Code Snippets

Below, you’ll find short code snippets to do common ingestion tasks. Please add your own snippets via a merge request.

Converting an XML strong tag to Markdown

You can convert a strong tag to Markdown by placing a * on either side of the tag. After the tags are removed (during conversion to a text document), the Markdown will remain embedded in the text.

transformers.XMLDocumentTagReplace(
    tag='strong',
    replacement='*{@tag}*'
)

Creating a collection from paragraph tags in HTML

One way to create a collection of paragraphs is to insert a marker into the <p> tag.

transformers.XMLDocumentTagReplace(
    tag='p',
    replacement='PARAGRAPH_MARKER{@tag}'
)

After converting the HTML to text, you can split the text at the markers.

transformers.XMLCreateTextDocument(),
transformers.TextSplitIntoCollectionDocument(
    separator='PARAGRAPH_MARKER'
)

Create Markdown tables from Excel

XLS is treated much like CSV, except that each sheet in the XLS file is used to create a Document in a Collection of Documents. The tabular format is a list of lists, where each row is a list of column entries.
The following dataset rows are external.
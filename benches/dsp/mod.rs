//! Benchmarks for low-level DSP primitives.

mod envelope;
mod filter;
mod noise;
mod oscillator;
mod reverb;

pub use envelope::bench_envelope;
pub use filter::bench_filter;
pub use noise::bench_noise;
pub use oscillator::bench_oscillator;
pub use reverb::bench_reverb;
TabularDocumentCreateMDPassage converts to Markdown.

transformers.XLSSourceCreateTabularCollectionDocument(),
transformers.CollectionDocumentTransform(
    transformer=transformers.TabularDocumentCreateMDPassage()
)

Merging sheets in a spreadsheet

We treat XLS much like we treat CSV, except that we walk through each sheet in the XLS file to create a collection of documents as opposed to a single document.

transformers.XLSSourceCreateTabularCollectionDocument()

The tabular format is a list of lists, where each row is a list of column entries; after applying the XLSSourceCreateTabularCollectionDocument transformer, you have a collection of lists of lists (i.e., one list of lists per sheet).

In some cases, it is desirable to merge all of the sheets into a single list of lists.

transformers.CollectionDocumentJoin(
    transformer=transformers.TabularDocumentJoin(),
)

Ingesting PDF sections separately

Sometimes the first page(s) of a document may be formatted very differently from the rest of the document. We can use multiple pipes to apply different transformers to different sections of the PDF and merge them at the end.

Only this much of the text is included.